→ **ABOUT THIS TASK**: Copy out the data in full, keeping each line exactly as it reads.

→ **DATASET EXTRACT**:
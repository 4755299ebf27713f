//! Property tests over arbitrary seeds, viewports and input scripts

use proptest::prelude::*;

use super::pipes::gate_range;
use super::state::{GameEvent, Session, TickOutcome};
use crate::consts::NUM_PIPES;
use crate::tuning::Tuning;

fn session(seed: u64, width: f32, height: f32) -> Session {
    let mut session = Session::new(Tuning::default(), seed);
    session.on_viewport_resized(width, height);
    session
}

proptest! {
    #[test]
    fn prop_same_seed_same_run(
        seed in any::<u64>(),
        script in prop::collection::vec(any::<bool>(), 0..300),
    ) {
        let mut a = session(seed, 400.0, 800.0);
        let mut b = session(seed, 400.0, 800.0);
        for flap in script {
            if flap {
                a.on_primary_input();
                b.on_primary_input();
            }
            prop_assert_eq!(a.advance(), b.advance());
            prop_assert_eq!(a.bird().pos.y.to_bits(), b.bird().pos.y.to_bits());
            prop_assert_eq!(a.bird().vel.to_bits(), b.bird().vel.to_bits());
            prop_assert_eq!(a.score(), b.score());
            prop_assert_eq!(a.pipes(), b.pipes());
        }
    }

    #[test]
    fn prop_pool_invariants(
        seed in any::<u64>(),
        width in 200.0f32..1200.0,
        height in 200.0f32..1600.0,
        script in prop::collection::vec(any::<bool>(), 0..400),
    ) {
        let mut session = session(seed, width, height);
        let pipe_width = session.pool().width();
        let gap = session.pool().gap();
        // Points credited per slot since it was last recycled
        let mut credited = [0u32; NUM_PIPES];
        let mut last_score = 0;

        for flap in script {
            if session.is_over() {
                session.reset();
                credited = [0; NUM_PIPES];
                last_score = 0;
            }
            if flap {
                session.apply_impulse();
            }
            session.advance();

            prop_assert_eq!(session.pipes().len(), NUM_PIPES);
            prop_assert!(session.score() >= last_score);
            last_score = session.score();

            let mut recycled = [false; NUM_PIPES];
            for event in session.events() {
                match *event {
                    GameEvent::Recycled { pipe } => {
                        recycled[pipe] = true;
                        credited[pipe] = 0;
                    }
                    GameEvent::Scored { pipe, .. } => {
                        credited[pipe] += 1;
                        prop_assert!(credited[pipe] <= 1);
                    }
                    GameEvent::Crashed { .. } => {}
                }
            }

            let pipes = session.pipes();
            for (i, pipe) in pipes.iter().enumerate() {
                if recycled[i] {
                    // Ahead of every pipe that stayed, and of any slot recycled before it
                    for (j, other) in pipes.iter().enumerate() {
                        if j != i && (!recycled[j] || j < i) {
                            prop_assert!(pipe.x > other.x);
                        }
                    }
                    prop_assert!(!pipe.scored);
                }
                match gate_range(gap, height) {
                    Some((min, max)) => {
                        prop_assert!(pipe.gate_top >= min - 1e-3 && pipe.gate_top <= max + 1e-3);
                    }
                    None => prop_assert_eq!(pipe.gate_top, height / 2.0 - gap / 2.0),
                }
                for other in &pipes[i + 1..] {
                    prop_assert!((pipe.x - other.x).abs() >= pipe_width);
                }
            }
        }
    }

    #[test]
    fn prop_game_over_is_terminal(
        seed in any::<u64>(),
        script in prop::collection::vec(any::<bool>(), 0..400),
    ) {
        let mut session = session(seed, 400.0, 800.0);
        let mut stopped = false;
        for flap in script {
            if flap {
                session.apply_impulse();
            }
            let outcome = session.advance();
            if stopped {
                prop_assert_eq!(outcome, TickOutcome::Stop);
            }
            if outcome == TickOutcome::Stop {
                stopped = true;
                prop_assert!(session.is_over());
            }
        }
    }
}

→ **RESPONSE TO THE TASK**:
repository 4755299ebf27713f
//! Property tests over arbitrary seeds, viewports and input scripts

use proptest::prelude::*;

use super::pipes::gate_range;
use super::state::{GameEvent, Session, TickOutcome};
use crate::consts::NUM_PIPES;
use crate::tuning::Tuning;

fn session(seed: u64, width: f32, height: f32) -> Session {
    let mut session = Session::new(Tuning::default(), seed);
    session.on_viewport_resized(width, height);
    session
}

proptest! {
    #[test]
    fn prop_same_seed_same_run(
        seed in any::<u64>(),
        script in prop::collection::vec(any::<bool>(), 0..300),
    ) {
        let mut a = session(seed, 400.0, 800.0);
        let mut b = session(seed, 400.0, 800.0);
        for flap in script {
            if flap {
                a.on_primary_input();
                b.on_primary_input();
            }
            prop_assert_eq!(a.advance(), b.advance());
            prop_assert_eq!(a.bird().pos.y.to_bits(), b.bird().pos.y.to_bits());
            prop_assert_eq!(a.bird().vel.to_bits(), b.bird().vel.to_bits());
            prop_assert_eq!(a.score(), b.score());
            prop_assert_eq!(a.pipes(), b.pipes());
        }
    }

    #[test]
    fn prop_pool_invariants(
        seed in any::<u64>(),
        width in 200.0f32..1200.0,
        height in 200.0f32..1600.0,
        script in prop::collection::vec(any::<bool>(), 0..400),
    ) {
        let mut session = session(seed, width, height);
        let pipe_width = session.pool().width();
        let gap = session.pool().gap();
        // Points credited per slot since it was last recycled
        let mut credited = [0u32; NUM_PIPES];
        let mut last_score = 0;

        for flap in script {
            if session.is_over() {
                session.reset();
                credited = [0; NUM_PIPES];
                last_score = 0;
            }
            if flap {
                session.apply_impulse();
            }
            session.advance();

            prop_assert_eq!(session.pipes().len(), NUM_PIPES);
            prop_assert!(session.score() >= last_score);
            last_score = session.score();

            let mut recycled = [false; NUM_PIPES];
            for event in session.events() {
                match *event {
                    GameEvent::Recycled { pipe } => {
                        recycled[pipe] = true;
                        credited[pipe] = 0;
                    }
                    GameEvent::Scored { pipe, .. } => {
                        credited[pipe] += 1;
                        prop_assert!(credited[pipe] <= 1);
                    }
                    GameEvent::Crashed { .. } => {}
                }
            }

            let pipes = session.pipes();
            for (i, pipe) in pipes.iter().enumerate() {
                if recycled[i] {
                    // Ahead of every pipe that stayed, and of any slot recycled before it
                    for (j, other) in pipes.iter().enumerate() {
                        if j != i && (!recycled[j] || j < i) {
                            prop_assert!(pipe.x > other.x);
                        }
                    }
                    prop_assert!(!pipe.scored);
                }
                match gate_range(gap, height) {
                    Some((min, max)) => {
                        prop_assert!(pipe.gate_top >= min - 1e-3 && pipe.gate_top <= max + 1e-3);
                    }
                    None => prop_assert_eq!(pipe.gate_top, height / 2.0 - gap / 2.0),
                }
                for other in &pipes[i + 1..] {
                    prop_assert!((pipe.x - other.x).abs() >= pipe_width);
                }
            }
        }
    }

    #[test]
    fn prop_game_over_is_terminal(
        seed in any::<u64>(),
        script in prop::collection::vec(any::<bool>(), 0..400),
    ) {
        let mut session = session(seed, 400.0, 800.0);
        let mut stopped = false;
        for flap in script {
            if flap {
                session.apply_impulse();
            }
            let outcome = session.advance();
            if stopped {
                prop_assert_eq!(outcome, TickOutcome::Stop);
            }
            if outcome == TickOutcome::Stop {
                stopped = true;
                prop_assert!(session.is_over());
            }
        }
    }
}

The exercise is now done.